Work instruction —
Copy the lines exactly. Begin at the first line of the data and stop after the line with "around every admin".

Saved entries
/---

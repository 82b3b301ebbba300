//! Admin session contract, the route guard state machine and the scoped
//! session lifecycle.
//!
//! # Design
//!
//! - [`SessionProvider`] is the auth collaborator: current session lookup,
//!   sign-in, sign-out and change notifications (published on the
//!   [`EventBus`] as `session_started` / `session_ended`).
//! - [`SessionGuard`] is the three-state guard wrapped around every admin
//!   resource. It never surfaces an error; absence always means redirect.
//! - [`SessionScope`] owns the provider for the lifetime of the application.
//!   It is created at start-up, handed to whoever needs it, and torn down on
//!   shutdown. There is no process-wide session singleton.

use std::sync::Arc;
use std::sync::atomic::{AtomicBool, Ordering};

use async_trait::async_trait;
use chrono::{DateTime, Utc};
use folio_events::{Event, EventBus, EventStream, SessionEndReason};
use serde::Serialize;
use thiserror::Error;
use tracing::{debug, info};
use uuid::Uuid;

/// Route unauthenticated admin requests are sent to.
pub const LOGIN_ROUTE: &str = "/admin/login";

/// An authenticated admin session.
#[derive(Clone, Serialize, PartialEq, Eq)]
pub struct Session {
    /// Session identifier, safe to expose.
    pub id: Uuid,
    /// Signed-in admin.
    pub email: String,
    /// Bearer secret. Never serialized.
    #[serde(skip_serializing)]
    pub token: String,
    /// Sign-in time.
    pub issued_at: DateTime<Utc>,
    /// Expiry time.
    pub expires_at: DateTime<Utc>,
}

impl Session {
    /// Whether the session has expired at `now`.
    #[must_use]
    pub fn is_expired(&self, now: DateTime<Utc>) -> bool {
        now >= self.expires_at
    }
}

impl std::fmt::Debug for Session {
    fn fmt(&self, f: &mut std::fmt::Formatter<'_>) -> std::fmt::Result {
        f.debug_struct("Session")
            .field("id", &self.id)
            .field("email", &self.email)
            .field("token", &"<redacted>")
            .field("issued_at", &self.issued_at)
            .field("expires_at", &self.expires_at)
            .finish()
    }
}

/// Errors raised by session providers.
#[derive(Debug, Error)]
pub enum SessionError {
    /// Email or password did not match.
    #[error("invalid credentials")]
    InvalidCredentials,
    /// The provider could not complete the operation.
    #[error("session provider unavailable")]
    Unavailable {
        /// Operation identifier.
        operation: &'static str,
        /// Underlying failure.
        #[source]
        source: Box<dyn std::error::Error + Send + Sync>,
    },
}

/// Auth collaborator used by the admin surface.
#[async_trait]
pub trait SessionProvider: Send + Sync {
    /// Resolve a bearer token to its live session.
    async fn current(&self, token: &str) -> Option<Session>;

    /// Verify credentials and open a session.
    ///
    /// # Errors
    ///
    /// Returns [`SessionError::InvalidCredentials`] on mismatch.
    async fn sign_in(&self, email: &str, password: &str) -> Result<Session, SessionError>;

    /// End the session behind `token`. Returns whether one was live.
    async fn sign_out(&self, token: &str) -> bool;

    /// End every live session with `reason`, returning how many ended.
    async fn revoke_all(&self, reason: SessionEndReason) -> usize;

    /// Stream of session change notifications.
    fn subscribe(&self) -> EventStream;
}

/// Shared handle to a session provider.
pub type SharedSessionProvider = Arc<dyn SessionProvider>;

/// State of a [`SessionGuard`].
#[derive(Debug, Clone, PartialEq, Eq)]
pub enum GuardState {
    /// Session lookup not finished yet.
    Checking,
    /// A live session was found.
    Authenticated(Session),
    /// No session; the client is sent to `to`.
    Redirecting {
        /// Redirect target.
        to: &'static str,
    },
}

impl GuardState {
    const fn redirect() -> Self {
        Self::Redirecting { to: LOGIN_ROUTE }
    }
}

/// Guard wrapped around admin resources.
pub struct SessionGuard {
    provider: SharedSessionProvider,
    state: GuardState,
}

impl SessionGuard {
    /// New guard in the `Checking` state.
    #[must_use]
    pub const fn new(provider: SharedSessionProvider) -> Self {
        Self {
            provider,
            state: GuardState::Checking,
        }
    }

    /// Current state.
    #[must_use]
    pub const fn state(&self) -> &GuardState {
        &self.state
    }

    /// Live session, when authenticated.
    #[must_use]
    pub const fn session(&self) -> Option<&Session> {
        match &self.state {
            GuardState::Authenticated(session) => Some(session),
            _ => None,
        }
    }

    /// Ask the provider for the session behind `token`.
    pub async fn check(&mut self, token: Option<&str>) -> &GuardState {
        let found = match token {
            Some(token) if !token.is_empty() => self.provider.current(token).await,
            _ => None,
        };
        self.state = found.map_or_else(GuardState::redirect, GuardState::Authenticated);
        if matches!(self.state, GuardState::Redirecting { .. }) {
            debug!("no admin session; redirecting to login");
        }
        &self.state
    }

    /// Look the guarded session up again. A session that lapsed in the
    /// meantime moves the guard to redirect.
    pub async fn recheck(&mut self) -> &GuardState {
        let token = self.session().map(|session| session.token.clone());
        self.check(token.as_deref()).await
    }

    /// Apply a session change notification.
    ///
    /// Only the end of the guarded session moves the guard; other sessions
    /// and unrelated events are ignored.
    pub fn observe(&mut self, event: &Event) -> &GuardState {
        if let Event::SessionEnded { session_id, .. } = event
            && self.session().is_some_and(|session| session.id == *session_id)
        {
            self.state = GuardState::redirect();
        }
        &self.state
    }

    /// Follow `stream` until the guarded session ends, then return the
    /// redirect target. Returns `None` if the stream closes first or the
    /// guard is not authenticated.
    pub async fn watch(&mut self, stream: &mut EventStream) -> Option<&'static str> {
        self.session()?;
        while let Some(envelope) = stream.next().await {
            if let GuardState::Redirecting { to } = self.observe(&envelope.event) {
                return Some(*to);
            }
        }
        None
    }
}

/// Application-lifetime owner of the session provider.
pub struct SessionScope {
    provider: SharedSessionProvider,
    events: EventBus,
    closed: AtomicBool,
}

impl SessionScope {
    /// Open the scope at application start.
    #[must_use]
    pub fn new(provider: SharedSessionProvider, events: EventBus) -> Self {
        info!("session scope opened");
        Self {
            provider,
            events,
            closed: AtomicBool::new(false),
        }
    }

    /// Provider owned by this scope.
    #[must_use]
    pub const fn provider(&self) -> &SharedSessionProvider {
        &self.provider
    }

    /// Bus carrying session change notifications.
    #[must_use]
    pub const fn events(&self) -> &EventBus {
        &self.events
    }

    /// Fresh guard bound to this scope's provider.
    #[must_use]
    pub fn guard(&self) -> SessionGuard {
        SessionGuard::new(Arc::clone(&self.provider))
    }

    /// Whether [`SessionScope::teardown`] has run.
    #[must_use]
    pub fn is_closed(&self) -> bool {
        self.closed.load(Ordering::Acquire)
    }

    /// Revoke every session and close the scope. Later calls do nothing.
    pub async fn teardown(&self) -> usize {
        if self.closed.swap(true, Ordering::AcqRel) {
            return 0;
        }
        let revoked = self.provider.revoke_all(SessionEndReason::Revoked).await;
        info!(revoked, "session scope closed");
        revoked
    }
}

#[cfg(test)]
mod tests {
    use super::*;
    use std::sync::Mutex;
    use std::time::Duration;

    struct FixedProvider {
        events: EventBus,
        sessions: Mutex<Vec<Session>>,
    }

    impl FixedProvider {
        fn new(events: EventBus) -> Arc<Self> {
            Arc::new(Self {
                events,
                sessions: Mutex::new(Vec::new()),
            })
        }

        fn end(&self, session_id: Uuid, reason: SessionEndReason) {
            self.events
                .publish(Event::SessionEnded { session_id, reason });
        }
    }

    #[async_trait]
    impl SessionProvider for FixedProvider {
        async fn current(&self, token: &str) -> Option<Session> {
            self.sessions
                .lock()
                .expect("lock")
                .iter()
                .find(|session| session.token == token)
                .cloned()
        }

        async fn sign_in(&self, email: &str, password: &str) -> Result<Session, SessionError> {
            if password != "secret" {
                return Err(SessionError::InvalidCredentials);
            }
            let now = Utc::now();
            let session = Session {
                id: Uuid::new_v4(),
                email: email.to_string(),
                token: format!("token-{}", Uuid::new_v4()),
                issued_at: now,
                expires_at: now + chrono::Duration::hours(1),
            };
            self.sessions.lock().expect("lock").push(session.clone());
            self.events.publish(Event::SessionStarted {
                session_id: session.id,
            });
            Ok(session)
        }

        async fn sign_out(&self, token: &str) -> bool {
            let removed = {
                let mut sessions = self.sessions.lock().expect("lock");
                let position = sessions.iter().position(|session| session.token == token);
                position.map(|index| sessions.remove(index))
            };
            removed.is_some_and(|session| {
                self.end(session.id, SessionEndReason::SignedOut);
                true
            })
        }

        async fn revoke_all(&self, reason: SessionEndReason) -> usize {
            let drained: Vec<Session> = self.sessions.lock().expect("lock").drain(..).collect();
            for session in &drained {
                self.end(session.id, reason);
            }
            drained.len()
        }

        fn subscribe(&self) -> EventStream {
            self.events.subscribe(None)
        }
    }

    #[tokio::test]
    async fn missing_session_redirects_to_login() {
        let provider = FixedProvider::new(EventBus::new());
        let mut guard = SessionGuard::new(provider);
        assert_eq!(guard.state(), &GuardState::Checking);
        assert_eq!(
            guard.check(None).await,
            &GuardState::Redirecting { to: LOGIN_ROUTE }
        );
        assert_eq!(
            guard.check(Some("stale")).await,
            &GuardState::Redirecting { to: LOGIN_ROUTE }
        );
    }

    #[tokio::test]
    async fn external_sign_out_moves_guard_to_redirect() {
        let events = EventBus::new();
        let provider = FixedProvider::new(events.clone());
        let session = provider
            .sign_in("admin@example.com", "secret")
            .await
            .expect("sign in");
        let other = provider
            .sign_in("admin@example.com", "secret")
            .await
            .expect("second sign in");

        let mut guard = SessionGuard::new(provider.clone());
        assert!(matches!(
            guard.check(Some(&session.token)).await,
            GuardState::Authenticated(_)
        ));

        let mut stream = provider.subscribe();
        provider.sign_out(&other.token).await;
        provider.sign_out(&session.token).await;

        let target = tokio::time::timeout(Duration::from_secs(1), guard.watch(&mut stream))
            .await
            .expect("redirect observed");
        assert_eq!(target, Some(LOGIN_ROUTE));
    }

    #[tokio::test]
    async fn teardown_revokes_once() {
        let events = EventBus::new();
        let provider = FixedProvider::new(events.clone());
        provider
            .sign_in("admin@example.com", "secret")
            .await
            .expect("sign in");
        let scope = SessionScope::new(provider, events);
        let mut stream = scope.events().subscribe(None);

        assert_eq!(scope.teardown().await, 1);
        assert!(scope.is_closed());
        assert_eq!(scope.teardown().await, 0);

        let envelope = stream.next().await.expect("notification");
        assert!(matches!(
            envelope.event,
            Event::SessionEnded {
                reason: SessionEndReason::Revoked,
                ..
            }
        ));
    }

    #[test]
    fn debug_output_hides_token() {
        let now = Utc::now();
        let session = Session {
            id: Uuid::nil(),
            email: "a@b.c".into(),
            token: "super-secret".into(),
            issued_at: now,
            expires_at: now,
        };
        assert!(!format!("{session:?}").contains("super-secret"));
        assert!(session.is_expired(now));
    }
}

\---

Solution for this exercise —
repository 82b3b301ebbba300
//! Admin session contract, the route guard state machine and the scoped
//! session lifecycle.
//!
//! # Design
//!
//! - [`SessionProvider`] is the auth collaborator: current session lookup,
//!   sign-in, sign-out and change notifications (published on the
//!   [`EventBus`] as `session_started` / `session_ended`).
//! - [`SessionGuard`] is the three-state guard wrapped around every admin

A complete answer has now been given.